Network: No network calls detected, which is normal for a package focused on constitutive laws application without external dependencies.
Shell: No shell executions detected, which is expected for a package that appears to be intended for computational modeling or simulation purposes.
Obfuscation: No obfuscation patterns detected, indicating low risk of malicious intent.
Credentials: No credential harvesting patterns detected, indicating secure handling of secrets and credentials.
Metadata: The package has no associated GitHub repository and the maintainer's information is incomplete.

🔬 Heuristic Checks

✓ Outbound Network Calls

No suspicious network call patterns found

✓ Code Obfuscation

No obfuscation patterns detected

✓ Shell / Subprocess Execution

No shell execution patterns detected

✓ Credential Harvesting

No credential harvesting patterns detected

✓ Typosquatting

No typosquatting candidates detected

✓ Registered Email Domain

Email domain looks legitimate: listas.cimne.upc.edu>

✓ Suspicious Page Links

All external links appear legitimate

✓ Git Repository History

No GitHub repository linked

No GitHub repository link found

⚠ Maintainer History score 4.0

2 maintainer concern(s) found

Author name is missing or very short
Author "" appears to have only 1 package on PyPI (new or inactive account)

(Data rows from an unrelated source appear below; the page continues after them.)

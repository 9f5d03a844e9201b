/// Creates a `ConnectorError` with `General` kind.
#[macro_export]
macro_rules! general_err {
    ( $context:expr $(,)? ) => {{
        <$crate::ConnectorError as $crate::ConnectorErrorExt>::general($context)
    }};
}

/// Creates a `ConnectorError` with `Reason` kind.
#[macro_export]
macro_rules! reason_err {
    ( $context:expr, $($arg:tt)* ) => {{
        <$crate::ConnectorError as $crate::ConnectorErrorExt>::reason($context, format!($($arg)*))
    }};
}

/// Creates a `ConnectorError` with `Custom` kind and a source attached.
#[macro_export]
macro_rules! custom_err {
    ( $context:expr, $source:expr $(,)? ) => {{
        <$crate::ConnectorError as $crate::ConnectorErrorExt>::custom($context, $source)
    }};
}
//! Slow-path graphics update payload (PDUTYPE2_UPDATE).
//!
//! Layout after the Share Data header: `updateType` (u16), `pad2octets`,
//! then the variant payload.

use sablerdp_core::{
    ensure_size, invalid_field_err, read_padding, Decode, DecodeResult, Encode, EncodeResult, IntoOwned, ReadCursor,
    WriteCursor,
};

use crate::bitmap::{BitmapData, BitmapUpdateData, BitmapUpdateOwned};

#[repr(u16)]
#[derive(Debug, Copy, Clone, PartialEq, Eq)]
enum UpdateType {
    Orders = 0x0000,
    Bitmap = 0x0001,
    Palette = 0x0002,
    Synchronize = 0x0003,
}

impl UpdateType {
    fn from_u16(value: u16) -> Option<Self> {
        match value {
            0x0000 => Some(Self::Orders),
            0x0001 => Some(Self::Bitmap),
            0x0002 => Some(Self::Palette),
            0x0003 => Some(Self::Synchronize),
            _ => None,
        }
    }
}

/// A decoded slow-path update, borrowing the frame.
#[derive(Debug, Clone, PartialEq, Eq)]
pub enum Update<'a> {
    Bitmap(BitmapUpdateData<'a>),
    Orders(&'a [u8]),
    Palette(&'a [u8]),
    Synchronize,
}

impl<'de> Decode<'de> for Update<'de> {
    fn decode(src: &mut ReadCursor<'de>) -> DecodeResult<Self> {
        ensure_size!(ctx: "Update", in: src, size: 2);

        let Some(update_type) = UpdateType::from_u16(src.read_u16()) else {
            return Err(invalid_field_err!("updateType", "invalid slow-path update type"));
        };

        // pad2octets is historically present, but some servers omit it.
        if src.len() >= 2 && src.peek_u16() == 0 {
            read_padding!(src, 2);
        }

        match update_type {
            UpdateType::Bitmap => Ok(Update::Bitmap(BitmapUpdateData::decode(src)?)),
            UpdateType::Orders => Ok(Update::Orders(src.read_remaining())),
            UpdateType::Palette => Ok(Update::Palette(src.read_remaining())),
            UpdateType::Synchronize => Ok(Update::Synchronize),
        }
    }
}

/// Owned representation used in `ShareDataPdu`, avoiding lifetimes above the
/// decode layer.
#[derive(Debug, Clone, PartialEq, Eq)]
pub enum ShareUpdate {
    Bitmap(BitmapUpdateOwned),
    Orders(Vec<u8>),
    Palette(Vec<u8>),
    Synchronize,
}

impl ShareUpdate {
    const NAME: &'static str = "ShareUpdate";

    fn update_type(&self) -> UpdateType {
        match self {
            Self::Bitmap(_) => UpdateType::Bitmap,
            Self::Orders(_) => UpdateType::Orders,
            Self::Palette(_) => UpdateType::Palette,
            Self::Synchronize => UpdateType::Synchronize,
        }
    }

    fn borrowed_bitmap(update: &BitmapUpdateOwned) -> BitmapUpdateData<'_> {
        BitmapUpdateData {
            rectangles: update
                .rectangles
                .iter()
                .map(|r| BitmapData {
                    rectangle: r.rectangle.clone(),
                    width: r.width,
                    height: r.height,
                    bits_per_pixel: r.bits_per_pixel,
                    compression_flags: r.compression_flags,
                    compressed_data_header: r.compressed_data_header.clone(),
                    bitmap_data: r.bitmap_data.as_slice(),
                })
                .collect(),
        }
    }
}

impl IntoOwned for Update<'_> {
    type Owned = ShareUpdate;

    fn into_owned(self) -> Self::Owned {
        match self {
            Update::Bitmap(bitmap) => ShareUpdate::Bitmap(bitmap.into_owned()),
            Update::Orders(buf) => ShareUpdate::Orders(buf.to_vec()),
            Update::Palette(buf) => ShareUpdate::Palette(buf.to_vec()),
            Update::Synchronize => ShareUpdate::Synchronize,
        }
    }
}

impl<'de> Decode<'de> for ShareUpdate {
    fn decode(src: &mut ReadCursor<'de>) -> DecodeResult<Self> {
        Update::decode(src).map(IntoOwned::into_owned)
    }
}

impl Encode for ShareUpdate {
    fn encode(&self, dst: &mut WriteCursor<'_>) -> EncodeResult<()> {
        ensure_size!(in: dst, size: self.size());

        dst.write_u16(self.update_type() as u16);
        dst.write_u16(0); // pad2octets

        match self {
            ShareUpdate::Bitmap(bitmap) => Self::borrowed_bitmap(bitmap).encode(dst),
            ShareUpdate::Orders(buf) | ShareUpdate::Palette(buf) => {
                dst.write_slice(buf);
                Ok(())
            }
            ShareUpdate::Synchronize => Ok(()),
        }
    }

    fn name(&self) -> &'static str {
        Self::NAME
    }

    fn size(&self) -> usize {
        2 /* updateType */ + 2 /* pad2octets */
            + match self {
                ShareUpdate::Bitmap(bitmap) => Self::borrowed_bitmap(bitmap).size(),
                ShareUpdate::Orders(buf) | ShareUpdate::Palette(buf) => buf.len(),
                ShareUpdate::Synchronize => 0,
            }
    }
}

✓ Known CVE Vulnerabilities

No known vulnerabilities found in OSV database.

💡 AI App Starter Prompt

Use this prompt to build a project with KratosConstitutiveLawsApplication

Develop a mini-application using the KratosConstitutiveLawsApplication package in Python. This application will simulate the behavior of materials under various loading conditions, focusing on linear elastic and plastic constitutive models. The application should allow users to input material properties such as Young's modulus, Poisson's ratio, yield stress, and hardening parameters. Additionally, it should support different types of boundary conditions and load cases, enabling users to study the deformation and stress distribution within a simple geometry like a rectangular plate or a cylindrical rod.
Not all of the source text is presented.